**Aim of the task**: With the line that contains "pub(in crate::interpreter::parser) fn advance(&mut" as the first line, output exactly every line through the end of the material.

**Listed records**:
use std::{iter::Peekable, slice::Iter};

use log::debug;

use crate::{
    error::{Error, ParseError},
    interpreter::{lexer::Token, scope::ScopeStack},
};

/// Result type used by the parser.
///
/// Grammar rules return either a value of type `T` or the first lexical,
/// syntactic or semantic [`Error`] encountered.
pub type ParseResult<T> = Result<T, Error>;

/// Single-pass recursive-descent parser and evaluator.
///
/// Each grammar rule validates its tokens and, where the rule has a meaning,
/// computes values and mutates the owned [`ScopeStack`] at the same time.
/// Tokens are consumed left to right and never rewound.
///
/// ## Usage
///
/// ```
/// use nahw::interpreter::{lexer::tokenize, parser::core::Parser, value::core::Value};
///
/// let tokens = tokenize("var x = 3 + 5 * (3 - 1);").unwrap();
/// let mut parser = Parser::new(&tokens);
/// parser.parse().unwrap();
///
/// let x = parser.scopes().lookup("x").unwrap();
/// assert_eq!(x.value, Some(Value::Integer(13)));
/// ```
pub struct Parser<'a> {
    pub(in crate::interpreter::parser) tokens: Peekable<Iter<'a, (Token, usize)>>,
    pub(in crate::interpreter::parser) scopes: ScopeStack,
    /// Line of the most recently inspected token.
    pub(in crate::interpreter::parser) line:   usize,
}

impl<'a> Parser<'a> {
    /// Creates a parser over a token sequence produced by
    /// [`crate::interpreter::lexer::tokenize`], with a fresh scope stack.
    #[must_use]
    pub fn new(tokens: &'a [(Token, usize)]) -> Self {
        Self { tokens: tokens.iter().peekable(),
               scopes: ScopeStack::new(),
               line:   1, }
    }

    /// Parses and executes the whole program.
    ///
    /// Grammar: `program := statement_list EOF`
    ///
    /// # Errors
    /// Returns the first error encountered. Statements before the failure
    /// point have already executed, and their effects stay visible through
    /// [`Parser::scopes`].
    pub fn parse(&mut self) -> ParseResult<()> {
        self.parse_statement_list()?;
        self.expect(&Token::Eof)?;
        debug!("input is syntactically and semantically valid");
        Ok(())
    }

    /// The scope stack in its current state.
    #[must_use]
    pub const fn scopes(&self) -> &ScopeStack {
        &self.scopes
    }

    /// Consumes the parser and returns its scope stack.
    #[must_use]
    pub fn into_scopes(self) -> ScopeStack {
        self.scopes
    }

    /// Parses statements until end of input or a closing brace, neither of
    /// which is consumed.
    ///
    /// Grammar: `statement_list := statement*`
    pub(in crate::interpreter::parser) fn parse_statement_list(&mut self) -> ParseResult<()> {
        while !matches!(self.peek()?, Token::Eof | Token::RBrace) {
            self.parse_statement()?;
        }
        Ok(())
    }

    /// Returns the next token without consuming it and records its line.
    ///
    /// # Errors
    /// `ParseError::UnexpectedEndOfInput` if the sequence is exhausted, which
    /// only happens for token slices lacking a trailing [`Token::Eof`].
    pub(in crate::interpreter::parser) fn peek(&mut self) -> ParseResult<&'a Token> {
        match self.tokens.peek().copied() {
            Some((token, line)) => {
                self.line = *line;
                Ok(token)
            },
            None => Err(ParseError::UnexpectedEndOfInput { line: self.line }.into()),
        }
    }

    /// Consumes the next token.
    pub(in crate::interpreter::parser) fn advance(&mut self) {
        self.tokens.next();
    }
}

**Expected output**:
    pub(in crate::interpreter::parser) fn advance(&mut self) {
        self.tokens.next();
    }
}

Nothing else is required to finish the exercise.